- Exercise goal -
Take the entries that follow and return exactly the lines from the one holding "list.push(Move::new(from, to, cell(us, Piece::Pawn), false));" through the one holding "if tables.rook_attacks(king, occ_after)", both included. Nothing else is needed.
Segment Start: Extracted records
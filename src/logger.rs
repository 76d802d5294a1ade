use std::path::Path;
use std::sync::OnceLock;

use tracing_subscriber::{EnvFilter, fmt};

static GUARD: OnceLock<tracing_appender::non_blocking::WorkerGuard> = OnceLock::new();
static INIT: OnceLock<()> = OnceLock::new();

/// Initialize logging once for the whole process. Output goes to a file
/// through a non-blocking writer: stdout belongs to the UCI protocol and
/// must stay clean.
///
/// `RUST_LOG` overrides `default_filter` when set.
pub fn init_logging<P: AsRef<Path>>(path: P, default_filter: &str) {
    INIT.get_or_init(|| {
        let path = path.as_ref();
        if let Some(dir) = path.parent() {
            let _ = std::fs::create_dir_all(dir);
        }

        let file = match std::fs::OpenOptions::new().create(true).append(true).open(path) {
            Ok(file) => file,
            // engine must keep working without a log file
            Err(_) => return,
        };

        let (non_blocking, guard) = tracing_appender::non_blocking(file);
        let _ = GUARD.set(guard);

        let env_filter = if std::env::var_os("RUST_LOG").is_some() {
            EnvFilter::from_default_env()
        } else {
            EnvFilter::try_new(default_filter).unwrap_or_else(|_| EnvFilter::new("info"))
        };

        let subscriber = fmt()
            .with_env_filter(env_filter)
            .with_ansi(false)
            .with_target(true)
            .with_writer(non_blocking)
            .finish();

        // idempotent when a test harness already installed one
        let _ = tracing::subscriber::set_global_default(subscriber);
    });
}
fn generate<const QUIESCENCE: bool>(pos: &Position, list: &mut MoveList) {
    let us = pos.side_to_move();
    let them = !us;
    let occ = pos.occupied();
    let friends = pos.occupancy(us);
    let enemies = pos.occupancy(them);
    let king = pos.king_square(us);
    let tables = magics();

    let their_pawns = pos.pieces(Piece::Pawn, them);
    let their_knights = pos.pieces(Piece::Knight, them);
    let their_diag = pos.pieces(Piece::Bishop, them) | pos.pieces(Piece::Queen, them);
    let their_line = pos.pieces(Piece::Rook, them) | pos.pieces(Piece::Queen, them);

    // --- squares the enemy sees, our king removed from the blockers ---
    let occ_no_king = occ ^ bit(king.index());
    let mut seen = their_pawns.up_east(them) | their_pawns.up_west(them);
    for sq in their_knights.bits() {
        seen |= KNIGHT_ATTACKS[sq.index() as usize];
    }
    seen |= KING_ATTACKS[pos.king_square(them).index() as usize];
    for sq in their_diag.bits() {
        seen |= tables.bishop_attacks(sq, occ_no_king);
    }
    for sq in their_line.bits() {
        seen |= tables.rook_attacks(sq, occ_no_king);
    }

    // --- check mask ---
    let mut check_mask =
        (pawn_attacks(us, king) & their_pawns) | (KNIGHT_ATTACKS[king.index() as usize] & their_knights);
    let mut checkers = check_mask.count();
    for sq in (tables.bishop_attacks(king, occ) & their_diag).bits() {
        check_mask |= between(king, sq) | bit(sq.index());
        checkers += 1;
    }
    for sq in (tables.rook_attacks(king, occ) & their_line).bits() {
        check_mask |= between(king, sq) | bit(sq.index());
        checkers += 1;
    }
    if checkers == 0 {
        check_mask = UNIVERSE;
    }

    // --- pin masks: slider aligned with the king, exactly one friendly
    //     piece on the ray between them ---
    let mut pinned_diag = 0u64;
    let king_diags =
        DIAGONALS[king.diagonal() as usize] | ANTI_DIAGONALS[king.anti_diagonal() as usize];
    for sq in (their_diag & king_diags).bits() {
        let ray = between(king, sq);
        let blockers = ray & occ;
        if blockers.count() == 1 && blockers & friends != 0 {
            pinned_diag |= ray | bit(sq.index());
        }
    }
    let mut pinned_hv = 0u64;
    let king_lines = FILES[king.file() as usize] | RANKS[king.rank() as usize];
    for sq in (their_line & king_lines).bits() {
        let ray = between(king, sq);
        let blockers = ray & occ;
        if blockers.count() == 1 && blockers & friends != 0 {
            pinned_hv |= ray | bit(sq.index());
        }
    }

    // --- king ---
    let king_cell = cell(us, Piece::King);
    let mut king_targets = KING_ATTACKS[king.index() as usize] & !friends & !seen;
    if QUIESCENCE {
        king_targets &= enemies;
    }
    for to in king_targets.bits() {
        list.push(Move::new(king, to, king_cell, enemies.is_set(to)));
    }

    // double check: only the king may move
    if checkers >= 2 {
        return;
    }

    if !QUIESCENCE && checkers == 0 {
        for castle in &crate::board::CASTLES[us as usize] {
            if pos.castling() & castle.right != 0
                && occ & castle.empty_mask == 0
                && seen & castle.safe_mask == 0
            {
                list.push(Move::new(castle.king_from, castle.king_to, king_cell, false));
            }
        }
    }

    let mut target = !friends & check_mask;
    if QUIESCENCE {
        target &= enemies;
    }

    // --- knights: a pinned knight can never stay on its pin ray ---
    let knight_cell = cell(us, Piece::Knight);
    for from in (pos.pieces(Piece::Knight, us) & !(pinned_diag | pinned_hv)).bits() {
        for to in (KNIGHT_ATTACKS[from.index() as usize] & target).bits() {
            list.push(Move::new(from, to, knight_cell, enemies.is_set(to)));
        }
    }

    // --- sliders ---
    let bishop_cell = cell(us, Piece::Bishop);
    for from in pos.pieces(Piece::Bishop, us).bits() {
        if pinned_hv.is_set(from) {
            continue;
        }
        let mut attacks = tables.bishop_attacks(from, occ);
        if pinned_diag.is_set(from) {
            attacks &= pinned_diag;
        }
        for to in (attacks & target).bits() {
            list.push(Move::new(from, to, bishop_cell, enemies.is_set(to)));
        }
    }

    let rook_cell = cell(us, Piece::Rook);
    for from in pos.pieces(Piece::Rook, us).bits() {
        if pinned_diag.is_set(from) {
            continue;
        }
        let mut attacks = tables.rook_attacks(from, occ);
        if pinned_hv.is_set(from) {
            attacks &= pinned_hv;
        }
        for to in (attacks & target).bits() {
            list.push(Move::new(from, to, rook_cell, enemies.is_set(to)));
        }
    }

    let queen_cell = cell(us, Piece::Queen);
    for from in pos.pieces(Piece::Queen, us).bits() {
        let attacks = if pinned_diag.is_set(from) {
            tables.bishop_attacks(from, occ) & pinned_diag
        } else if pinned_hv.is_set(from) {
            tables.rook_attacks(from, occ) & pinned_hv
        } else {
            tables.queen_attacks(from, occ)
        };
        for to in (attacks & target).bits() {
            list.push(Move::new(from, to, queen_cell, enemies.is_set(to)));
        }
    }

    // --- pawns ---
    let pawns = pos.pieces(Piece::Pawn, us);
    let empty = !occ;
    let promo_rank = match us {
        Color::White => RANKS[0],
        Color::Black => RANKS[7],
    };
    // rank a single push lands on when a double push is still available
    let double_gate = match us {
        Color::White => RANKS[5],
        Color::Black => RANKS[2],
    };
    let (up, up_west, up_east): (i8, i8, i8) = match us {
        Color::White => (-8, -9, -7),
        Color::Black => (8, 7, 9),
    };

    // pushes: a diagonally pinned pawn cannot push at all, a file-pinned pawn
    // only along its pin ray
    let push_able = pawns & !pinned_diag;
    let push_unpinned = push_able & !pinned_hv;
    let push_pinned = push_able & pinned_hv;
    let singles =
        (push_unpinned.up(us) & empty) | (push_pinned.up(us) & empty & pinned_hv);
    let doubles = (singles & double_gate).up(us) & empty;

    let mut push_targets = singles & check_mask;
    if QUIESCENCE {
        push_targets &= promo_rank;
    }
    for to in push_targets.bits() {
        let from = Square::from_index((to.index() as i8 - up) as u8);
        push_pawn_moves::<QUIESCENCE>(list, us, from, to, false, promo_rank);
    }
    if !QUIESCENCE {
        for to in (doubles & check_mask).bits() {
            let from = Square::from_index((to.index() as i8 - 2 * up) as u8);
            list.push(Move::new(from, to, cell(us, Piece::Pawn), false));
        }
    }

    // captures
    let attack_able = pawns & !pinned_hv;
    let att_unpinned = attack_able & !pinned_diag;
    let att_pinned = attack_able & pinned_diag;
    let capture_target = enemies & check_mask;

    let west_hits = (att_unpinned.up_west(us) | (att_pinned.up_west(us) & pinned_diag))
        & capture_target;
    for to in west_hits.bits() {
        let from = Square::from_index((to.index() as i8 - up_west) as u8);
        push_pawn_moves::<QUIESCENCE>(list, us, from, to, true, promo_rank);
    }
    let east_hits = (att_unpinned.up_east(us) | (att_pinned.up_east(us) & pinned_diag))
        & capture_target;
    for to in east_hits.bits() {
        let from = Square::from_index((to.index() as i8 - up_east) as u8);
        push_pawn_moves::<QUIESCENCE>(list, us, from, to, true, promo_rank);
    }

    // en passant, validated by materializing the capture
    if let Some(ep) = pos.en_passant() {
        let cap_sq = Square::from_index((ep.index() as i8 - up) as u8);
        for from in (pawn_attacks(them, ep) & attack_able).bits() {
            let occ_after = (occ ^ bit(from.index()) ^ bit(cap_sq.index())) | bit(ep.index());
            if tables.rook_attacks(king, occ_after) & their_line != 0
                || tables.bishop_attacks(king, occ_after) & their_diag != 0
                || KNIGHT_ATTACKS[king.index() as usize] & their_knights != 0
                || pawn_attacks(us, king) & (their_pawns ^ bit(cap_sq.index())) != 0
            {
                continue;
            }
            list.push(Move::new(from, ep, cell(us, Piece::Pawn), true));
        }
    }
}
Segment End: Extracted records
Segment Start: Extracted records
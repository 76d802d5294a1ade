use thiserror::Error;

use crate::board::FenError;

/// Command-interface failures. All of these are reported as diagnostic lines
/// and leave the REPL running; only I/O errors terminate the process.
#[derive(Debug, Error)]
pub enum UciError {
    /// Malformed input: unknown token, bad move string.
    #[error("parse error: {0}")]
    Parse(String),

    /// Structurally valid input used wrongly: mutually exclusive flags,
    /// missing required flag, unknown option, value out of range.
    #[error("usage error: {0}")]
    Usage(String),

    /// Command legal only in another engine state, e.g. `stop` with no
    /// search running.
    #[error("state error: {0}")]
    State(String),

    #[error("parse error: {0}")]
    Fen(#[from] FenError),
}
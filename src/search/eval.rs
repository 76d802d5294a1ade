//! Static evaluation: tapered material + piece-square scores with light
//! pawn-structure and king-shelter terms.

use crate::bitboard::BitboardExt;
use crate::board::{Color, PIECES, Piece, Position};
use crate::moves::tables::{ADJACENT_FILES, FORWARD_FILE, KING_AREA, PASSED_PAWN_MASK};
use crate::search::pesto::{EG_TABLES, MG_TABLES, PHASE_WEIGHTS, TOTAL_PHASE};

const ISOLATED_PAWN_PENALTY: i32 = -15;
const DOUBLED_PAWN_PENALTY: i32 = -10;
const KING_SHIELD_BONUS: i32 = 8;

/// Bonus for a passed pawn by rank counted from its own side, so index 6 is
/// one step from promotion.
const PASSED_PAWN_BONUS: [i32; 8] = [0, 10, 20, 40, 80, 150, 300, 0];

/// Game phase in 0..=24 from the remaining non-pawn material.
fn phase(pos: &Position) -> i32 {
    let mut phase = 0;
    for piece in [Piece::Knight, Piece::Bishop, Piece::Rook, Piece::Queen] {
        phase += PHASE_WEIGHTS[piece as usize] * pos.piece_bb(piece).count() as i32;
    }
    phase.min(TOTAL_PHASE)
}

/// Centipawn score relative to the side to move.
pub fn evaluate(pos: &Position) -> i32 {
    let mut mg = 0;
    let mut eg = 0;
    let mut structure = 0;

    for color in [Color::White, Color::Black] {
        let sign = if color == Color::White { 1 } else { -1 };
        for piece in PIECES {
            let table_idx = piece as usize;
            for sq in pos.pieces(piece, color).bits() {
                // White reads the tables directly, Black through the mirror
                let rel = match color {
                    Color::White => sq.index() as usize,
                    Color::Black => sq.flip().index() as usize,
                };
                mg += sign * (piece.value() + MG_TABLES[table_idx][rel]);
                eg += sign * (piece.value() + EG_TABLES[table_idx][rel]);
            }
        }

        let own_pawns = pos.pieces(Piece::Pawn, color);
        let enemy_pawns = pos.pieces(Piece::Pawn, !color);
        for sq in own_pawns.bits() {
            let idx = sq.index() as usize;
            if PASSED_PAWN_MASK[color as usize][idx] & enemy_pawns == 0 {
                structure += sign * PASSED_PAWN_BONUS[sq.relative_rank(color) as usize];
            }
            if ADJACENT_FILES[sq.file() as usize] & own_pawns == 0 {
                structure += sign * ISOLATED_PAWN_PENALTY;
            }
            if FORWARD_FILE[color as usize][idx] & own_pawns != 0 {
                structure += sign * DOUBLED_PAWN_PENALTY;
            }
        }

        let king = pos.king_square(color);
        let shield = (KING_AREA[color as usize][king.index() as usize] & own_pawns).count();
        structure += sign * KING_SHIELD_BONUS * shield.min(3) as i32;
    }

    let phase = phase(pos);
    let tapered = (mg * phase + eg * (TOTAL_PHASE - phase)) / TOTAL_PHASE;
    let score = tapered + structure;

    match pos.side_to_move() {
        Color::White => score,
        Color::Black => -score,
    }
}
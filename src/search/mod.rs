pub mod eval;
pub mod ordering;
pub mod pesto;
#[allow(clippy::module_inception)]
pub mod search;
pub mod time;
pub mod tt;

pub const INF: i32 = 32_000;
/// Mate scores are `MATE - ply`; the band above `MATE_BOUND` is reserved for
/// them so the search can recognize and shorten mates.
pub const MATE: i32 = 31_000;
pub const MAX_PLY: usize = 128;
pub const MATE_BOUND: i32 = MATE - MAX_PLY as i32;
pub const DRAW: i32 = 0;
Segment End: Extracted records
- Written solution -
            list.push(Move::new(from, to, cell(us, Piece::Pawn), false));
        }
    }

    // captures
    let attack_able = pawns & !pinned_hv;
    let att_unpinned = attack_able & !pinned_diag;
    let att_pinned = attack_able & pinned_diag;
    let capture_target = enemies & check_mask;

    let west_hits = (att_unpinned.up_west(us) | (att_pinned.up_west(us) & pinned_diag))
        & capture_target;
    for to in west_hits.bits() {
        let from = Square::from_index((to.index() as i8 - up_west) as u8);
        push_pawn_moves::<QUIESCENCE>(list, us, from, to, true, promo_rank);
    }
    let east_hits = (att_unpinned.up_east(us) | (att_pinned.up_east(us) & pinned_diag))
        & capture_target;
    for to in east_hits.bits() {
        let from = Square::from_index((to.index() as i8 - up_east) as u8);
        push_pawn_moves::<QUIESCENCE>(list, us, from, to, true, promo_rank);
    }

    // en passant, validated by materializing the capture
    if let Some(ep) = pos.en_passant() {
        let cap_sq = Square::from_index((ep.index() as i8 - up) as u8);
        for from in (pawn_attacks(them, ep) & attack_able).bits() {
            let occ_after = (occ ^ bit(from.index()) ^ bit(cap_sq.index())) | bit(ep.index());
            if tables.rook_attacks(king, occ_after) & their_line != 0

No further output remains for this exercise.